Additionally, since implementing comprehensive ambulatory payment classifications (C-APC) in 2015, CMS continued to revise the policy and add procedures. With 37 C-APCs already created, the agency has finalized 25 new C-APCs for 2017.

“A whopping 1,877 CPT codes are grouped into these newly finalized C-APCs,” says Valerie Rinkle, MPA, lead regulatory specialist and instructor for HCPro, in Middleton, Massachusetts. “As a result of this increase, the number of code combinations that qualify for a C-APC complexity adjustment have significantly increased from 66 in 2016 to 312 in the 2017 final rule.”

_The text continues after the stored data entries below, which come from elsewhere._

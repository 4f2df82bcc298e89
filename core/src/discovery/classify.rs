//! Pure classifiers for the Session Discovery Engine (SPEC_FULL.md §4.4).
//!
//! Every function here takes already-captured text and returns a
//! classification with no I/O, matching the teacher's preference for
//! pure-logic modules (e.g. `session/shell.rs`) ahead of the impure
//! spawn/capture code that feeds them.

use crate::session::AssistantOperationStatus;

/// Word-bounded match of `name` at the start of `command` (e.g. `"claude"`
/// matches `"claude"` and `"claude --resume"` but not `"claude-helper"`).
fn starts_with_word(haystack: &str, word: &str) -> bool {
    if !haystack.starts_with(word) {
        return false;
    }
    match haystack.as_bytes().get(word.len()) {
        None => true,
        Some(b) => !b.is_ascii_alphanumeric() && *b != b'_' && *b != b'-',
    }
}

/// Fast classifier: the pane's current command is exactly the assistant
/// CLI name, or starts with it at a word boundary.
pub fn is_assistant_command(current_command: &str, assistant_name: &str) -> bool {
    current_command == assistant_name || starts_with_word(current_command, assistant_name)
}

/// Deep classifier fallback: the session name hints at an assistant
/// session but the fast classifier missed it, so the child-process list
/// (captured by the caller via `pgrep -P <pid> -a`) is searched for the
/// assistant name as a whole word.
pub fn deep_classify_from_children(session_name: &str, child_process_listing: &str, assistant_name: &str) -> bool {
    if !session_name.to_lowercase().contains(&assistant_name.to_lowercase()) {
        return false;
    }
    child_process_listing
        .split_whitespace()
        .any(|token| token == assistant_name)
}

const SYSTEM_LINE_PREFIXES: &[&str] = &["claude", "assistant", "thinking", "loading", "waiting"];

fn is_system_line(line: &str) -> bool {
    let lower = line.to_lowercase();
    if SYSTEM_LINE_PREFIXES.iter().any(|p| lower.starts_with(p)) {
        return true;
    }
    if line.is_empty() {
        return true;
    }
    if line.starts_with('[') && line.ends_with(']') {
        return true;
    }
    if !line.is_empty() && line.chars().all(|c| c == '─') {
        return true;
    }
    if !line.is_empty() && line.chars().all(|c| c == '═') {
        return true;
    }
    if line.starts_with('•') {
        return true;
    }
    if line.starts_with("---") {
        return true;
    }
    let mut chars = line.chars();
    let digits_then_dot = {
        let mut saw_digit = false;
        loop {
            match chars.next() {
                Some(c) if c.is_ascii_digit() => saw_digit = true,
                Some('.') if saw_digit => break true,
                _ => break false,
            }
        }
    };
    if digits_then_dot {
        return true;
    }
    false
}

/// Strip the recognized prompt-line prefixes (`>`, `❯`, `human>`,
/// `Human>`, `$`, `%`), returning the text after the marker.
fn strip_prompt_marker(line: &str) -> Option<&str> {
    let trimmed = line.trim_start();
    for marker in ["human>", "Human>"] {
        if let Some(rest) = trimmed.strip_prefix(marker) {
            return Some(rest.trim());
        }
    }
    for marker in ["❯", ">", "$", "%"] {
        if let Some(rest) = trimmed.strip_prefix(marker) {
            return Some(rest.trim());
        }
    }
    None
}

fn is_valid_user_input(text: &str) -> bool {
    if text.is_empty() || text.chars().count() > 200 {
        return false;
    }
    if text.chars().all(|c| c == '-' || c == '.' || c.is_whitespace() || (c as u32) < 0x20) {
        return false;
    }
    true
}

fn truncate_chars(input: &str, max: usize) -> String {
    if input.chars().count() <= max {
        input.to_string()
    } else {
        input.chars().take(max).collect()
    }
}

/// Scan captured lines bottom-up for the user's last typed input
/// (SPEC_FULL.md §4.4, "User-input extraction"). Lines are expected to
/// already be ANSI/control-stripped by the caller (`mux::parse_capture_recent_buffer`).
pub fn extract_user_last_input(lines: &[String]) -> Option<String> {
    for line in lines.iter().rev() {
        if is_system_line(line) {
            continue;
        }
        if let Some(captured) = strip_prompt_marker(line) {
            if is_valid_user_input(captured) {
                return Some(truncate_chars(captured, 100));
            }
        }
    }
    None
}

const SPINNER_CODEPOINTS: &[char] = &['⠋', '⠙', '⠹', '⠸', '⠼', '⠴', '⠦', '⠧', '⠇', '⠏', '⠐', '⠠', '⠄', '⠂', '⠁'];

const THINKING_MARKERS: &[&str] = &[
    "thinking…",
    "running tool…",
    "searching…",
    "reading…",
    "writing…",
    "executing…",
];

const ERROR_PREFIXES: &[&str] = &[
    "error:",
    "toolerror:",
    "apierror:",
    "failed:",
    "panic:",
    "fatal:",
    "exception:",
];

fn contains_spinner(text: &str) -> bool {
    text.chars().any(|c| SPINNER_CODEPOINTS.contains(&c))
}

fn matches_error_pattern(line: &str) -> bool {
    let lower = line.to_lowercase();
    if ERROR_PREFIXES.iter().any(|p| lower.starts_with(p)) {
        return true;
    }
    if lower.starts_with("error[e") {
        return true;
    }
    if line.trim_start().starts_with('×') {
        return true;
    }
    false
}

/// Input to the four-level assistant operation status classifier
/// (SPEC_FULL.md §4.4). Each field corresponds to one decision level;
/// callers populate only what they were able to gather (levels 2/3
/// require filesystem access the caller performs, not this function).
#[derive(Debug, Clone, Default)]
pub struct OperationStatusInputs<'a> {
    pub last_lines: &'a [String],
    pub activity_file_modified_recently: bool,
    pub hud_present_with_spinner: bool,
    pub hud_state_active: bool,
}

pub fn classify_operation_status(inputs: &OperationStatusInputs) -> AssistantOperationStatus {
    // Level 1: terminal buffer.
    for line in inputs.last_lines {
        if contains_spinner(line) {
            return AssistantOperationStatus::Thinking;
        }
        let lower = line.to_lowercase();
        if THINKING_MARKERS.iter().any(|m| lower.contains(m)) {
            return AssistantOperationStatus::Thinking;
        }
    }
    if let Some(last) = inputs.last_lines.last() {
        let trimmed = last.trim();
        if trimmed == ">" || trimmed == "❯" || trimmed == "human>" {
            return AssistantOperationStatus::WaitingForInput;
        }
        if matches_error_pattern(trimmed) {
            return AssistantOperationStatus::Error;
        }
    }

    // Level 2: activity file.
    if inputs.activity_file_modified_recently {
        return AssistantOperationStatus::Thinking;
    }

    // Level 3: external HUD.
    if inputs.hud_present_with_spinner || inputs.hud_state_active {
        return AssistantOperationStatus::Thinking;
    }

    // Level 4: default.
    AssistantOperationStatus::Idle
}

#[cfg(test)]
mod tests {
    use super::*;

    #[test]
    fn exact_command_match_is_assistant_session() {
        assert!(is_assistant_command("claude", "claude"));
    }

    #[test]
    fn word_bounded_prefix_is_assistant_session() {
        assert!(is_assistant_command("claude --resume", "claude"));
    }

    #[test]
    fn hyphenated_lookalike_is_not_assistant_session() {
        assert!(!is_assistant_command("claude-helper", "claude"));
    }

    #[test]
    fn unrelated_command_is_not_assistant_session() {
        assert!(!is_assistant_command("vim", "claude"));
    }

    #[test]
    fn deep_classify_finds_name_in_child_listing() {
        assert!(deep_classify_from_children(
            "claude-work",
            "1234 1235 node /usr/local/bin/claude --resume",
            "claude"
        ));
    }

    #[test]
    fn deep_classify_skips_when_name_not_hinted() {
        assert!(!deep_classify_from_children("main", "1234 bash", "claude"));
    }

    #[test]
    fn deep_classify_false_when_children_dont_mention_it() {
        assert!(!deep_classify_from_children("claude-work", "1234 bash", "claude"));
    }

    #[test]
    fn extract_user_input_finds_dollar_prompt() {
        let lines = vec!["claude is loading".to_string(), "$ ls -la".to_string()];
        assert_eq!(extract_user_last_input(&lines), Some("ls -la".to_string()));
    }

    #[test]
    fn extract_user_input_skips_system_lines() {
        let lines = vec![
            "> build the parser".to_string(),
            "thinking about it".to_string(),
            "───────────".to_string(),
        ];
        assert_eq!(extract_user_last_input(&lines), Some("build the parser".to_string()));
    }

    #[test]
    fn extract_user_input_none_when_nothing_matches() {
        let lines = vec!["loading...".to_string(), "──".to_string()];
        assert_eq!(extract_user_last_input(&lines), None);
    }

    #[test]
    fn extract_user_input_rejects_dashes_only_capture() {
        let lines = vec!["> ---".to_string()];
        assert_eq!(extract_user_last_input(&lines), None);
    }

    #[test]
    fn extract_user_input_truncates_to_100() {
        let long = "x".repeat(250);
        let lines = vec![format!("> {long}")];
        let result = extract_user_last_input(&lines).unwrap();
        assert_eq!(result.chars().count(), 100);
    }

    #[test]
    fn spinner_codepoint_means_thinking() {
        let lines = vec!["⠋ working".to_string()];
        let inputs = OperationStatusInputs { last_lines: &lines, ..Default::default() };
        assert_eq!(classify_operation_status(&inputs), AssistantOperationStatus::Thinking);
    }

    #[test]
    fn thinking_marker_text_means_thinking() {
        let lines = vec!["Running tool…".to_string()];
        let inputs = OperationStatusInputs { last_lines: &lines, ..Default::default() };
        assert_eq!(classify_operation_status(&inputs), AssistantOperationStatus::Thinking);
    }

    #[test]
    fn bare_prompt_means_waiting_for_input() {
        let lines = vec!["some output".to_string(), ">".to_string()];
        let inputs = OperationStatusInputs { last_lines: &lines, ..Default::default() };
        assert_eq!(classify_operation_status(&inputs), AssistantOperationStatus::WaitingForInput);
    }

    #[test]
    fn error_prefix_means_error() {
        let lines = vec!["Error: failed to connect".to_string()];
        let inputs = OperationStatusInputs { last_lines: &lines, ..Default::default() };
        assert_eq!(classify_operation_status(&inputs), AssistantOperationStatus::Error);
    }

    #[test]
    fn recent_activity_file_means_thinking() {
        let inputs = OperationStatusInputs {
            activity_file_modified_recently: true,
            ..Default::default()
        };
        assert_eq!(classify_operation_status(&inputs), AssistantOperationStatus::Thinking);
    }

    #[test]
    fn hud_spinner_means_thinking() {
        let inputs = OperationStatusInputs {
            hud_present_with_spinner: true,
            ..Default::default()
        };
        assert_eq!(classify_operation_status(&inputs), AssistantOperationStatus::Thinking);
    }

    #[test]
    fn default_is_idle() {
        let inputs = OperationStatusInputs::default();
        assert_eq!(classify_operation_status(&inputs), AssistantOperationStatus::Idle);
    }
}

The complexity adjustment is applied when a primary procedure assigned to a C-APC is reported with other specified procedures also assigned to C-APCs or with a specified packaged add-on code. When the facility reports one of these combinations, CMS will increase the payable APC to the next higher APC in the clinical group, similar to DRGs on the inpatient side.

CMS is issuing a 1.65% net increase in OPPS payments for 2017 over the current conversion factor, according to the Briefings on APCs article. This includes a market basket increase of 2.7%, with reductions of 0.3% and 0.75% due to multifactor productivity and provisions of the Affordable Care Act, respectively.

These numbers do not take into account the 2% reduction in payments for all Medicare fee-for-service claims as a result of sequestration, which has been in place since April 2013. The sequestration reduction will continue until Congress acts.